Records contained in a dataset:
-*-
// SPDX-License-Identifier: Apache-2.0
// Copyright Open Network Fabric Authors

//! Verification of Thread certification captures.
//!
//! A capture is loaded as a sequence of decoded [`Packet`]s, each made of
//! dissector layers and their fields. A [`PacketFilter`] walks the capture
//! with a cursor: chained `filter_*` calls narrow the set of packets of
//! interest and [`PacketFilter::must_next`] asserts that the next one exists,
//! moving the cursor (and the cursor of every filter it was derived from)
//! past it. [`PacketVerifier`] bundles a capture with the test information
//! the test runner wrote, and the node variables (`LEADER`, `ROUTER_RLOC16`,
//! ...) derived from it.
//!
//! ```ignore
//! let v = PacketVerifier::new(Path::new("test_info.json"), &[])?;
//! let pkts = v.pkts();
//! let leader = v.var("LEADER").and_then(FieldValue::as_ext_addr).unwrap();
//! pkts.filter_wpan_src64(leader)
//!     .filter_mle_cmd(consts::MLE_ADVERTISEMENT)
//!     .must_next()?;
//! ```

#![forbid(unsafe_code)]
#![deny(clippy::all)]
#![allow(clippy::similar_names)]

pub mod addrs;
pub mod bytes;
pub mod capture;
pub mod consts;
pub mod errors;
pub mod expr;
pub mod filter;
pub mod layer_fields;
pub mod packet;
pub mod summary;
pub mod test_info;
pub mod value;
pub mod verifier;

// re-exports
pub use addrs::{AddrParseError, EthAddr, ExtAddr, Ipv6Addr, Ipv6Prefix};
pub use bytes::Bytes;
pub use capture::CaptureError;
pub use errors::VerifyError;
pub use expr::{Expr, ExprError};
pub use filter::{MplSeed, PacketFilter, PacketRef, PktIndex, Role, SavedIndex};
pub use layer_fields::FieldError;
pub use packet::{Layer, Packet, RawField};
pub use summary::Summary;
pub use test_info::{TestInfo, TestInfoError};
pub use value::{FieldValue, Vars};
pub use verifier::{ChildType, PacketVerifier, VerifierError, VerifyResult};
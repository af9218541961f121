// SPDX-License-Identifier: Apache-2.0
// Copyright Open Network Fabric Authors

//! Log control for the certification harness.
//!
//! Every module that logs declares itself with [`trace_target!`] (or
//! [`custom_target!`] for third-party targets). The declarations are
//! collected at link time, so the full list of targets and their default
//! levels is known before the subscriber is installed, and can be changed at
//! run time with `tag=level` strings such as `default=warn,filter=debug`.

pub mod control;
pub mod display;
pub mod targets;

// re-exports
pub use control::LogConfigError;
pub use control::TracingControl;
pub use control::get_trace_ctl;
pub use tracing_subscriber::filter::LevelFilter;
-*-
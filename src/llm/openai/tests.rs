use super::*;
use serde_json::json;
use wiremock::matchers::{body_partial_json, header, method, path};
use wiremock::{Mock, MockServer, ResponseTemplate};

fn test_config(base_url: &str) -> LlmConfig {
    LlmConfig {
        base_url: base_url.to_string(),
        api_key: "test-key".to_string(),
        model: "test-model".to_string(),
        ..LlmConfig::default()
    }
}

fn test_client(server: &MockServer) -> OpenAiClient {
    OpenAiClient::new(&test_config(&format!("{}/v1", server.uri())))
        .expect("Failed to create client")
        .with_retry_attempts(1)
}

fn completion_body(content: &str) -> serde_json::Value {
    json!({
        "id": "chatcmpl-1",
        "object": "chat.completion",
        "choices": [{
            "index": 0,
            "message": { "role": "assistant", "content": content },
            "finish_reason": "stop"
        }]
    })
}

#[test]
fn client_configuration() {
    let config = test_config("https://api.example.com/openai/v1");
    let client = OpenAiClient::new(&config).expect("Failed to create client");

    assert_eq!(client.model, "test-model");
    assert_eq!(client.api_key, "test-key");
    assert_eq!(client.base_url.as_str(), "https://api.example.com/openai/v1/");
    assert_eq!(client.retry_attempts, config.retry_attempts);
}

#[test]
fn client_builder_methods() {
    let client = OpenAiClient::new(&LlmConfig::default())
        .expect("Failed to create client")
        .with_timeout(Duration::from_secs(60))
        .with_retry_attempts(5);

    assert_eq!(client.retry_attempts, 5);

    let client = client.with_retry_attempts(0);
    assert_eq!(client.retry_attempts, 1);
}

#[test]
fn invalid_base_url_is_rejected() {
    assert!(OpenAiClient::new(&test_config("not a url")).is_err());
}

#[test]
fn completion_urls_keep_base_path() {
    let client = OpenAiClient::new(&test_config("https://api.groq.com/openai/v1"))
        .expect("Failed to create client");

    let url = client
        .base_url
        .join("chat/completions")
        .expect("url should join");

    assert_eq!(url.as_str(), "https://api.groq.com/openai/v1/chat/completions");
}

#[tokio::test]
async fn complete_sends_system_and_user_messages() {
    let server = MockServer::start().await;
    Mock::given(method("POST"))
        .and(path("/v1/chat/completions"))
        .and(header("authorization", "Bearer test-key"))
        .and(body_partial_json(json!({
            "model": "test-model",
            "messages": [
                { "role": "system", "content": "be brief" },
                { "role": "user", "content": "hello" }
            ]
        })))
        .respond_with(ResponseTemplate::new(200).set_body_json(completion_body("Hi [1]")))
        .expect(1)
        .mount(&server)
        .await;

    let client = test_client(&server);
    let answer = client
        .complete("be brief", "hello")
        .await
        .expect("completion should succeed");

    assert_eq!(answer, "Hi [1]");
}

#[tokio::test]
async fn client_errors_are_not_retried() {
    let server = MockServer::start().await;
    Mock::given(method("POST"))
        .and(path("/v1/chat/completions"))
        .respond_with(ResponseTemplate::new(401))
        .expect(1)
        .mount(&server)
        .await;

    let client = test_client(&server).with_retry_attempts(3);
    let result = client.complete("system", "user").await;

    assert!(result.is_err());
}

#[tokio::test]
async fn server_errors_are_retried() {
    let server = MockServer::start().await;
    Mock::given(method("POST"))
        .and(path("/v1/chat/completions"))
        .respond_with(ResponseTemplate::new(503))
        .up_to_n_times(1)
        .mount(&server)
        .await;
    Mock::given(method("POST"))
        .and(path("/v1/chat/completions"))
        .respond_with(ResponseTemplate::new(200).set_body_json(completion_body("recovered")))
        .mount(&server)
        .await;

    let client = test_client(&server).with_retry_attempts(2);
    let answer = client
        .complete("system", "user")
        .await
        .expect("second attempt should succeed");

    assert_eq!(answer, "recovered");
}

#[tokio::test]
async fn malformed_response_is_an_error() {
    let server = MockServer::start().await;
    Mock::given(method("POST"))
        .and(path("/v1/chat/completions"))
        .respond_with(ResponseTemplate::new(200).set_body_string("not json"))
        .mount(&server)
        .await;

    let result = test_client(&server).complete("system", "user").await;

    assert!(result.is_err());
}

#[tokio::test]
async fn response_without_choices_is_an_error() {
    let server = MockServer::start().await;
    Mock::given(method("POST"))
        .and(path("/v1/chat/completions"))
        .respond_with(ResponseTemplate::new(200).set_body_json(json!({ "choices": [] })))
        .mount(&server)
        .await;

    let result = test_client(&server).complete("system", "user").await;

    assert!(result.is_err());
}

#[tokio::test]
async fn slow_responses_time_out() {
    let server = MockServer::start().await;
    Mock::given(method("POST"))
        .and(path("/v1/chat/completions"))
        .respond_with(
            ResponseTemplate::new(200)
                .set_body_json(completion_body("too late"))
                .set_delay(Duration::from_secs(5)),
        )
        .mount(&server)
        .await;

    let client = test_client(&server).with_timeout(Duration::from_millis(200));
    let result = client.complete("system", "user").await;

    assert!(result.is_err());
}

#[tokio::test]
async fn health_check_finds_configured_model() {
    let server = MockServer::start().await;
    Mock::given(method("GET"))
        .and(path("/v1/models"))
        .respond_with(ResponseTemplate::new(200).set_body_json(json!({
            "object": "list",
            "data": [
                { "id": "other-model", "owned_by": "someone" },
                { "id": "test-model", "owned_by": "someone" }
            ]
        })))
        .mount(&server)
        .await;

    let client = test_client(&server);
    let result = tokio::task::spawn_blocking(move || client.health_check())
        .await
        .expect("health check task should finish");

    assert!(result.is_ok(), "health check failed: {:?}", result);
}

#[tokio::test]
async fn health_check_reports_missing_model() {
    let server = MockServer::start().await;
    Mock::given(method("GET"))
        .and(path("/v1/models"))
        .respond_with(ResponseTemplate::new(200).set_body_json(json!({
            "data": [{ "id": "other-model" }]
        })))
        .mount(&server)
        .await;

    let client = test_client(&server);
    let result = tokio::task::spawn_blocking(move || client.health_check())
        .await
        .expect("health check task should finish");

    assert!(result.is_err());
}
-*-
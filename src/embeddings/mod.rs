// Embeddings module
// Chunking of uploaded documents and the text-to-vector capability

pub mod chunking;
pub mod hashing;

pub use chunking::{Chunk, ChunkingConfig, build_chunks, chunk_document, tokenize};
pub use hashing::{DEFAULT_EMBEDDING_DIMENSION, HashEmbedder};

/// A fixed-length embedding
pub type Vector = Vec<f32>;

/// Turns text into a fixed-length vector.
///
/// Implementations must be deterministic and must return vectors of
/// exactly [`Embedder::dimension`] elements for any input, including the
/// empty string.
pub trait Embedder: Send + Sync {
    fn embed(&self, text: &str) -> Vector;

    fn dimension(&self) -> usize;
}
-*-
» **WORK TO COMPLETE**
Look through the records and copy down every line that holds "other".

» **RESULT FOR THIS TASK**
                { "id": "other-model", "owned_by": "someone" },
            "data": [{ "id": "other-model" }]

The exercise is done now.